The corresponding project was drawn up by engineer Pfaltz, perfected by specialist engineer Bucher and finally approved by the Higher Council of Public Works in the session of 21 June 1903.

It was inaugurated on September, 29 1907, after the golden age of the Belle Epoque, a period of French and European history that began after the end of the Franco-Prussian War in 1871 and continued until the outbreak of World War I in 1914.
Occurring during the era of the French Third Republic, it was a period characterised by optimism, enlightenment, regional peace, economic prosperity, nationalism, colonial expansion, and technological, scientific, and cultural innovations. In this era of France’s cultural and artistic climate, the arts markedly flourished, and numerous masterpieces of literature, music, theatre and visual art gained extensive recognition.

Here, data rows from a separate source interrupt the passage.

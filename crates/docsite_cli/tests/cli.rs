//! Integration tests: run the `docsite` binary with a scrubbed environment.

use std::process::{Command, Output, Stdio};

fn docsite(home: &std::path::Path, args: &[&str], envs: &[(&str, &str)]) -> Output {
    let mut cmd = Command::new(env!("CARGO_BIN_EXE_docsite"));
    cmd.args(args)
        .current_dir(home)
        .env_clear()
        .env("HOME", home)
        .env("NO_COLOR", "1")
        .stdin(Stdio::null());
    for (k, v) in envs {
        cmd.env(k, v);
    }
    cmd.output().expect("run docsite")
}

#[test]
fn submit_without_tty_prints_helpful_error() {
    let home = tempfile::tempdir().unwrap();
    let out = docsite(
        home.path(),
        &["feedback", "submit", "--page", "/guide", "--text", "typo"],
        &[("DOCSITE_STORE_OWNER", "acme"), ("DOCSITE_STORE_REPO", "docs")],
    );
    assert!(!out.status.success());
    let stderr = String::from_utf8_lossy(&out.stderr);
    assert!(
        stderr.contains("interactive terminal"),
        "stderr should mention the terminal; got: {}",
        stderr
    );
}

#[test]
fn submit_without_store_config_fails() {
    let home = tempfile::tempdir().unwrap();
    let out = docsite(
        home.path(),
        &["feedback", "submit", "--page", "/guide", "--text", "typo"],
        &[],
    );
    assert!(!out.status.success());
    let stderr = String::from_utf8_lossy(&out.stderr);
    assert!(stderr.contains("DOCSITE_STORE_OWNER"), "got: {}", stderr);
}

#[test]
fn dry_run_composes_the_line() {
    let home = tempfile::tempdir().unwrap();
    let out = docsite(
        home.path(),
        &[
            "--output",
            "json",
            "feedback",
            "submit",
            "--dry-run",
            "--page",
            "/guide/install",
            "--text",
            "step 3\nis wrong",
        ],
        &[],
    );
    assert!(out.status.success(), "stderr: {}", String::from_utf8_lossy(&out.stderr));
    let stdout = String::from_utf8_lossy(&out.stdout);
    let receipt = stdout
        .lines()
        .filter_map(|l| serde_json::from_str::<serde_json::Value>(l).ok())
        .find(|v| v["level"] == "data")
        .expect("receipt line");
    let line = receipt["data"]["line"].as_str().unwrap();
    assert!(line.contains("/guide/install"));
    assert!(line.ends_with("step 3 is wrong"));
    assert_eq!(receipt["data"]["dry_run"], true);
}

#[test]
fn dry_run_rejects_empty_note() {
    let home = tempfile::tempdir().unwrap();
    let out = docsite(
        home.path(),
        &["feedback", "submit", "--dry-run", "--page", "/guide", "--text", "   "],
        &[],
    );
    assert!(!out.status.success());
    let stderr = String::from_utf8_lossy(&out.stderr);
    assert!(stderr.contains("Please enter some feedback"), "got: {}", stderr);
}

#[test]
fn session_mint_requires_secret() {
    let home = tempfile::tempdir().unwrap();
    let out = docsite(home.path(), &["session", "mint", "--subject", "reader"], &[]);
    assert!(!out.status.success());
    assert!(String::from_utf8_lossy(&out.stderr).contains("DOCSITE_SESSION_SECRET"));
}

#[test]
fn session_mint_prints_token() {
    let home = tempfile::tempdir().unwrap();
    let out = docsite(
        home.path(),
        &["session", "mint", "--subject", "reader"],
        &[("DOCSITE_SESSION_SECRET", "test-secret-that-is-at-least-32-characters-long")],
    );
    assert!(out.status.success(), "stderr: {}", String::from_utf8_lossy(&out.stderr));
    let stdout = String::from_utf8_lossy(&out.stdout);
    let token = stdout.lines().next().unwrap();
    assert_eq!(token.split('.').count(), 3);
}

The Belle Époque was so named in retrospect, when it began to be considered a continental European “Golden Age” in contrast to the horrors of the Napoleonic Wars and World War I, as well as a period in which, according to historian R. R. Palmer, “European civilisation achieved its greatest power in global politics, and also exerted its maximum influence upon peoples outside Europe.”

Until 1954 the funicular also provided freight services.
The expansion of private motorization led to such a decisive drop in passengers that it caused serious management problems, so much so that the funicular made its last run on September 19, 1977.
You can still see two carriages, one at each terminus, the track and the steps of the staircase that flanked the route and was used for maintenance (today impracticable because many of them are missing).
In 2020, thanks to a €200,000 grant from the Lombardy Region, the pre-feasibility project for its reactivation was drawn up, which envisaged a total cost of around €10 million, in addition to establishing the economic sustainability of the structure for tourism purposes in the event of reopening.
Maybe in 2025?
In any case, the small village of Santa Margherita can now only be reached by lake, which is why it has remained uninhabited.
Except for the first Sunday in July, when every year the Valsolda local tourist board organizes a festival that brings the streets of this ghost town back to life, allowing visitors to visit the area and have lunch on the lakeside.